§ Task statement
For this exercise, reproduce the entries below exactly, but only from the line containing "repository 8d06bb30be24ece3" through the line containing "flex; gap: 0.75rem;", both included.

§ Records for the exercise
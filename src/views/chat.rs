use crate::controller::{Notice, Request, Session, execute};
use crate::transport::Transport;
use crate::types::{ChatMessage, Role, SelectedFile};
use dioxus::events::Key;
use dioxus::prelude::*;
use std::path::Path;
use std::sync::Arc;

/// Transport shared with every view through context.
#[derive(Clone)]
pub struct Backend(pub Arc<dyn Transport>);

fn role_class(role: Role) -> &'static str {
    match role {
        Role::User => "user",
        Role::Assistant => "assistant",
    }
}

fn picked_name(raw: &str) -> String {
    Path::new(raw)
        .file_name()
        .and_then(|name| name.to_str())
        .unwrap_or(raw)
        .to_string()
}

fn dispatch(backend: Backend, mut session: Signal<Session>, request: Request) {
    spawn(async move {
        let completion = execute(backend.0.as_ref(), request).await;
        session.with_mut(|state| {
            state.apply(completion);
        });
    });
}

fn report(mut notice: Signal<Option<Notice>>, result: Result<Request, Notice>) -> Option<Request> {
    match result {
        Ok(request) => {
            notice.set(None);
            Some(request)
        }
        Err(rejected) => {
            notice.set(Some(rejected));
            None
        }
    }
}

fn submit_question(backend: Backend, mut session: Signal<Session>, notice: Signal<Option<Notice>>) {
    let result = session.with_mut(|state| state.ask());
    if let Some(request) = report(notice, result) {
        dispatch(backend, session, request);
    }
}

#[component]
pub fn ChatView() -> Element {
    let backend = use_context::<Backend>();
    let mut session = use_signal(Session::new);
    let mut notice = use_signal(|| Option::<Notice>::None);

    let state = session.read();
    let messages: Vec<ChatMessage> = state.messages().to_vec();
    let file_name = state.uploaded_file_name().to_string();
    let has_document = state.current_document_id().is_some();
    let stats = state.document_stats().cloned();
    let uploading = state.is_uploading();
    let asking = state.is_asking();
    let question = state.current_question().to_string();
    drop(state);

    let upload_backend = backend.clone();
    let on_file = move |ev: Event<FormData>| {
        let Some(engine) = ev.files() else {
            notice.set(Some(Notice::NotPdf));
            return;
        };
        let Some(raw_name) = engine.files().into_iter().next() else {
            notice.set(Some(Notice::NotPdf));
            return;
        };
        let backend = upload_backend.clone();
        spawn(async move {
            let Some(bytes) = engine.read_file(&raw_name).await else {
                tracing::warn!(file = %raw_name, "could not read picked file");
                notice.set(Some(Notice::NoFileStaged));
                return;
            };
            let file = SelectedFile::from_name(picked_name(&raw_name), bytes);
            let result = session.with_mut(|state| state.select_file(file));
            if let Some(request) = report(notice, result) {
                dispatch(backend, session, request);
            }
        });
    };

    let placeholder = if has_document {
        "Ask a question about the document"
    } else {
        "Upload a PDF to start"
    };
    let enter_backend = backend.clone();
    let click_backend = backend.clone();

    rsx! {
        div { class: "main-container",
            div { class: "doc-bar",
                label { class: "btn btn-primary",
                    if uploading { "Uploading…" } else { "Upload PDF" }
                    input {
                        r#type: "file",
                        accept: ".pdf,application/pdf",
                        disabled: uploading,
                        style: "display: none;",
                        onchange: on_file,
                    }
                }
                if has_document {
                    div { class: "doc-info",
                        span { class: "doc-name", "{file_name}" }
                        if let Some(stats) = stats.as_ref() {
                            span { class: "doc-stats",
                                "{stats.total_chunks} chunks • {stats.document_length} chars"
                            }
                        }
                    }
                    button {
                        class: "btn btn-ghost", r#type: "button",
                        onclick: move |_| {
                            notice.set(None);
                            session.with_mut(|state| state.clear_document());
                        },
                        "Clear"
                    }
                }
            }

            if let Some(current) = notice() {
                div { class: "notice",
                    span { "{current}" }
                    button { class: "action-btn", r#type: "button", onclick: move |_| notice.set(None), "Dismiss" }
                }
            }

            div { class: "chat-wrap",
                div { id: "chat-list", class: "chat-list",
                    for msg in messages.iter() {
                        div { key: "{msg.id}", class: format_args!("message-row {}", role_class(msg.role)),
                            div { class: "message-stack",
                                div { class: format_args!("bubble {}", role_class(msg.role)),
                                    if msg.is_markdown {
                                        div { class: "md", dangerous_inner_html: "{msg.content}" }
                                    } else {
                                        "{msg.content}"
                                    }
                                }
                                div { class: format_args!(
                                        "message-meta {}",
                                        match msg.role { Role::User => "align-end", Role::Assistant => "align-start" }
                                    ),
                                    span { class: "message-timestamp", "{msg.display_time()}" }
                                }
                            }
                        }
                    }
                    if asking {
                        div { class: "shimmer-line",
                            span { class: "shimmer-text", "Thinking…" }
                        }
                    }
                }
            }

            form { class: "composer",
                onsubmit: move |ev| ev.prevent_default(),
                div { class: "composer-inner",
                    textarea {
                        rows: "1",
                        placeholder,
                        value: "{question}",
                        disabled: asking,
                        oninput: move |ev| session.with_mut(|state| state.set_question(ev.value())),
                        onkeydown: move |ev| {
                            if ev.key() == Key::Enter && !ev.modifiers().shift() {
                                ev.prevent_default();
                                submit_question(enter_backend.clone(), session, notice);
                            }
                        },
                    }
                    button {
                        class: "btn btn-primary", r#type: "button",
                        disabled: asking || question.trim().is_empty(),
                        onclick: move |_| submit_question(click_backend.clone(), session, notice),
                        "Ask"
                    }
                }
            }
        }
    }
}

#[cfg(test)]
mod tests {
    use super::*;

    #[test]
    fn test_picked_name_strips_directories() {
        assert_eq!(picked_name("/home/me/docs/invoice.pdf"), "invoice.pdf");
        assert_eq!(picked_name("invoice.pdf"), "invoice.pdf");
    }
}
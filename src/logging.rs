use tracing_subscriber::EnvFilter;

/// Install the global fmt subscriber.
///
/// `filter` uses `EnvFilter` directive syntax; an unparsable value falls back
/// to the crate default. Calling this twice is harmless.
pub fn init(filter: &str) {
    let env_filter = EnvFilter::try_new(filter)
        .unwrap_or_else(|_| EnvFilter::new(crate::config::DEFAULT_LOG_FILTER));
    let _ = tracing_subscriber::fmt()
        .with_env_filter(env_filter)
        .with_target(false)
        .try_init();
}

#[cfg(test)]
mod tests {
    use super::*;

    #[test]
    fn test_init_is_idempotent_and_tolerates_bad_filter() {
        init("docchat=debug");
        init("this is [not a filter");
        tracing::debug!("still logging");
    }
}
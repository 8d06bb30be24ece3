pub mod chat;

pub use chat::{Backend, ChatView};
use docchat::config::Config;

fn main() {
    let config = Config::from_env();
    docchat::logging::init(&config.log_filter);
    tracing::info!(backend = %config.backend_url, "starting docchat");
    dioxus::launch(docchat::ui::App);
}
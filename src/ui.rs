use crate::config::Config;
use crate::transport::HttpTransport;
use crate::views::{Backend, ChatView};
use dioxus::prelude::*;
use std::sync::Arc;

const APP_CSS: &str = r#"
:root {
    --color-bg-primary: #000000;
    --color-text-primary: #ffffff;
    --color-text-muted: #cfcfcf;
    --color-border: #2a2a2a;
    --color-surface-muted: #111111;
    --color-chat-user-bg: #ffffff;
    --color-chat-user-text: #000000;
    --color-chat-assistant-bg: #0b0b0b;
    --color-chat-assistant-text: #ffffff;
    --color-notice-bg: #3a1204;
    --color-timestamp: #9b9b9b;
    --color-accent: #ff3509;
}
body { margin: 0; font-family: system-ui, sans-serif; background: var(--color-bg-primary); color: var(--color-text-primary); }
.header { padding: 0.75rem 1rem; border-bottom: 1px solid var(--color-border); }
.header h1 { margin: 0; font-size: 1.1rem; }
.main-container { display: flex; flex-direction: column; height: calc(100vh - 3rem); }
.doc-bar { display: flex; gap: 0.75rem; align-items: center; padding: 0.75rem 1rem; }
.doc-info { display: flex; flex-direction: column; }
.doc-stats { color: var(--color-text-muted); font-size: 0.8rem; }
.notice { display: flex; justify-content: space-between; margin: 0 1rem; padding: 0.5rem 0.75rem; background: var(--color-notice-bg); border-radius: 6px; }
.chat-wrap { flex: 1; overflow-y: auto; padding: 1rem; }
.message-row { display: flex; margin-bottom: 0.75rem; }
.message-row.user { justify-content: flex-end; }
.message-stack { max-width: 75%; }
.bubble { padding: 0.6rem 0.8rem; border-radius: 10px; white-space: pre-wrap; }
.bubble.user { background: var(--color-chat-user-bg); color: var(--color-chat-user-text); }
.bubble.assistant { background: var(--color-chat-assistant-bg); color: var(--color-chat-assistant-text); border: 1px solid var(--color-border); }
.bubble .md { white-space: normal; }
.message-meta { font-size: 0.75rem; color: var(--color-timestamp); margin-top: 0.2rem; }
.message-meta.align-end { text-align: right; }
.shimmer-text { color: var(--color-accent); }
.composer { border-top: 1px solid var(--color-border); padding: 0.75rem 1rem; }
.composer-inner { display: flex; gap: 0.5rem; align-items: flex-end; }
.composer textarea { flex: 1; resize: none; background: var(--color-surface-muted); color: var(--color-text-primary); border: 1px solid var(--color-border); border-radius: 6px; padding: 0.5rem; }
.btn { cursor: pointer; border: 1px solid var(--color-border); border-radius: 6px; padding: 0.45rem 0.9rem; background: transparent; color: var(--color-text-primary); }
.btn-primary { border-color: var(--color-accent); }
.btn:disabled { opacity: 0.5; cursor: default; }
.action-btn { background: none; border: none; color: var(--color-text-muted); cursor: pointer; }
"#;

#[component]
pub fn App() -> Element {
    use_context_provider(|| {
        let config = Config::from_env();
        tracing::debug!(backend = %config.backend_url, "using document QA backend");
        Backend(Arc::new(HttpTransport::new(config.backend_url)))
    });

    rsx! {
        style { dangerous_inner_html: APP_CSS }
        div { class: "header no-divider",
            h1 { "Document Q&A" }
        }
        ChatView {}
    }
}
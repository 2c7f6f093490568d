// Prevents additional console window on Windows in release
#![cfg_attr(not(debug_assertions), windows_subsystem = "windows")]

use iced::widget::{column, container, row, text};
use iced::{Element, Length, Task, Theme};
use tracing::{error, info, warn};
use tracing_subscriber::EnvFilter;

mod error;
mod pdf;
mod state;
mod ui;

use error::AppError;
use pdf::convert::ConvertOptions;
use pdf::PdfiumRenderer;
use state::data::{display_name, EntryId};
use state::file_list::FileList;
use state::settings::Settings;
use state::tag::{LabelRequest, Tag, TagState};

/// Main application state
struct PdfConverter {
    /// The PDFs the user picked, with their previews
    files: FileList,
    /// PDFium-backed page renderer
    renderer: PdfiumRenderer,
    settings: Settings,
    /// Active tag and the "Other" name prompt
    tags: TagState,
    /// Status message to display to the user
    status: String,
}

/// Application messages (events)
#[derive(Debug, Clone)]
pub enum Message {
    /// User clicked "Browse PDF Files"
    BrowseFiles,
    RemoveFile,
    /// User clicked "Run"
    RunConversion,
    RotateFile,
    /// User clicked a row in the file list
    SelectFile(EntryId),
    TagSelected(Tag),
    PromptChanged(String),
    PromptSubmitted,
    PromptCancelled,
}

impl PdfConverter {
    fn new(renderer: PdfiumRenderer, settings: Settings) -> (Self, Task<Message>) {
        info!("🎨 PDF to JPG Converter initialized");

        (
            PdfConverter {
                files: FileList::new(settings.thumbnail_size),
                renderer,
                settings,
                tags: TagState::default(),
                status: String::from("Ready. Browse for PDF files to begin."),
            },
            Task::none(),
        )
    }

    /// Handle application messages and update state
    fn update(&mut self, message: Message) -> Task<Message> {
        match message {
            Message::BrowseFiles => {
                let paths = ui::dialogs::pick_pdf_files(self.settings.last_directory.as_deref());
                if paths.is_empty() {
                    return Task::none();
                }

                self.remember_directory(&paths[0]);
                let added = self.files.add_files(paths, &self.renderer);
                self.status = format!("Added {} files. {} in list.", added, self.files.len());
            }
            Message::RemoveFile => match self.files.remove_selected(&self.renderer) {
                Ok(removed) => {
                    self.status = format!(
                        "Removed {}. {} in list.",
                        removed.filename(),
                        self.files.len()
                    );
                }
                Err(AppError::NoSelection) => {
                    ui::dialogs::show_info("No Selection", "Please select a file to remove.");
                }
                Err(e) => {
                    error!("Remove failed: {}", e);
                    ui::dialogs::show_error("Remove Error", &e.to_string());
                }
            },
            Message::RunConversion => {
                if self.files.selected().is_none() {
                    ui::dialogs::show_info("No Selection", "Please select a file to convert.");
                    return Task::none();
                }

                match self.tags.request_label() {
                    LabelRequest::Prompt => {
                        return iced::widget::text_input::focus(ui::prompt::input_id());
                    }
                    LabelRequest::Ready(label) => self.convert(label.as_deref()),
                }
            }
            Message::RotateFile => self.rotate(),
            Message::SelectFile(id) => {
                self.files.select(id);
            }
            Message::TagSelected(tag) => {
                if self.tags.select(tag) {
                    self.status = String::from("Conversion cancelled.");
                }
            }
            Message::PromptChanged(input) => self.tags.set_input(input),
            Message::PromptSubmitted => {
                if let Some(LabelRequest::Ready(label)) = self.tags.submit() {
                    self.convert(label.as_deref());
                }
            }
            Message::PromptCancelled => {
                if let Some(LabelRequest::Ready(label)) = self.tags.cancel() {
                    self.convert(label.as_deref());
                }
            }
        }

        Task::none()
    }

    /// Convert the selected file, naming the output after `label`
    fn convert(&mut self, label: Option<&str>) {
        let options = ConvertOptions {
            page_naming: self.settings.page_naming,
            jpeg_quality: self.settings.jpeg_quality,
        };
        let source = self.files.selected().map(|entry| entry.path.clone());

        match self.files.convert_selected(label, &options, &self.renderer) {
            Ok(conversion) => {
                let name = display_name(&conversion.source);
                self.status = format!(
                    "Converted {} into {} image(s). {} in list.",
                    name,
                    conversion.outputs.len(),
                    self.files.len()
                );
                ui::dialogs::show_info(
                    "Success",
                    &format!("File converted and removed from the list: {}", name),
                );
            }
            Err(AppError::NoSelection) => {
                ui::dialogs::show_info("No Selection", "Please select a file to convert.");
            }
            Err(e) => {
                let path = source.map(|p| p.display().to_string()).unwrap_or_default();
                error!("❌ Conversion of {} failed: {}", path, e);
                self.status = format!("Conversion failed: {}", e);
                ui::dialogs::show_error(
                    "Conversion Error",
                    &format!("Failed to convert {}.\nError: {}", path, e),
                );
            }
        }
    }

    fn rotate(&mut self) {
        let source = self.files.selected().map(|entry| entry.path.clone());

        match self.files.rotate_selected(&self.renderer) {
            Ok(rotation) => {
                self.status = format!(
                    "Rotated {} into {}.",
                    display_name(&rotation.source),
                    display_name(&rotation.rotated)
                );
            }
            Err(AppError::NoSelection) => {
                ui::dialogs::show_info("No Selection", "Please select a file to rotate.");
            }
            Err(e) => {
                let path = source.map(|p| p.display().to_string()).unwrap_or_default();
                error!("❌ Rotation of {} failed: {}", path, e);
                self.status = format!("Rotation failed: {}", e);
                ui::dialogs::show_error(
                    "Rotation Error",
                    &format!("Failed to rotate {}.\nError: {}", path, e),
                );
            }
        }
    }

    /// Open the next file dialog where the last pick came from
    fn remember_directory(&mut self, picked: &std::path::Path) {
        let Some(directory) = picked.parent() else { return };
        if self.settings.last_directory.as_deref() == Some(directory) {
            return;
        }

        self.settings.last_directory = Some(directory.to_path_buf());
        if let Err(e) = self.settings.save() {
            warn!("⚠️  Could not save settings: {}", e);
        }
    }

    /// Build the user interface
    fn view(&self) -> Element<'_, Message> {
        let interactive = !self.tags.is_prompting();

        let side_panel = match self.tags.prompt() {
            Some(input) => ui::prompt::view(input),
            None => ui::actions::view(),
        };

        let body = row![
            container(ui::tag_panel::view(self.tags.active())).padding(10),
            container(ui::file_list::view(
                &self.files,
                self.settings.thumbnail_size,
                interactive,
            ))
            .width(Length::Fill)
            .height(Length::Fill),
            container(side_panel).padding(10),
        ]
        .spacing(10)
        .height(Length::Fill);

        column![body, text(&self.status).size(14)]
            .spacing(8)
            .padding(10)
            .into()
    }

    /// Set the application theme
    fn theme(&self) -> Theme {
        Theme::Dark
    }
}

fn init_logging() {
    let filter = EnvFilter::try_from_default_env().unwrap_or_else(|_| EnvFilter::new("info"));
    tracing_subscriber::fmt()
        .with_env_filter(filter)
        .with_target(false)
        .compact()
        .init();
}

fn main() -> Result<(), AppError> {
    init_logging();

    let settings = Settings::load();
    let renderer = match PdfiumRenderer::new(settings.render_scale) {
        Ok(renderer) => renderer,
        Err(e) => {
            error!("❌ {}", e);
            ui::dialogs::show_error(
                "PDFium Not Found",
                &format!(
                    "{}\n\nPlace the PDFium library next to the executable or in a libs folder.",
                    e
                ),
            );
            return Err(e);
        }
    };

    iced::application("PDF to JPG Converter", PdfConverter::update, PdfConverter::view)
        .theme(PdfConverter::theme)
        .window_size((800.0, 400.0))
        .centered()
        .run_with(move || PdfConverter::new(renderer, settings))?;

    Ok(())
}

§ Solution below
repository 8d06bb30be24ece3
pub mod chat;

pub use chat::{Backend, ChatView};
use docchat::config::Config;

fn main() {
    let config = Config::from_env();
    docchat::logging::init(&config.log_filter);
    tracing::info!(backend = %config.backend_url, "starting docchat");
    dioxus::launch(docchat::ui::App);
}
filename src/ui.rs
use crate::config::Config;
use crate::transport::HttpTransport;
use crate::views::{Backend, ChatView};
use dioxus::prelude::*;
use std::sync::Arc;

const APP_CSS: &str = r#"
:root {
    --color-bg-primary: #000000;
    --color-text-primary: #ffffff;
    --color-text-muted: #cfcfcf;
    --color-border: #2a2a2a;
    --color-surface-muted: #111111;
    --color-chat-user-bg: #ffffff;
    --color-chat-user-text: #000000;
    --color-chat-assistant-bg: #0b0b0b;
    --color-chat-assistant-text: #ffffff;
    --color-notice-bg: #3a1204;
    --color-timestamp: #9b9b9b;
    --color-accent: #ff3509;
}
body { margin: 0; font-family: system-ui, sans-serif; background: var(--color-bg-primary); color: var(--color-text-primary); }
.header { padding: 0.75rem 1rem; border-bottom: 1px solid var(--color-border); }
.header h1 { margin: 0; font-size: 1.1rem; }
.main-container { display: flex; flex-direction: column; height: calc(100vh - 3rem); }
.doc-bar { display: flex; gap: 0.75rem; align-items: center; padding: 0.75rem 1rem; }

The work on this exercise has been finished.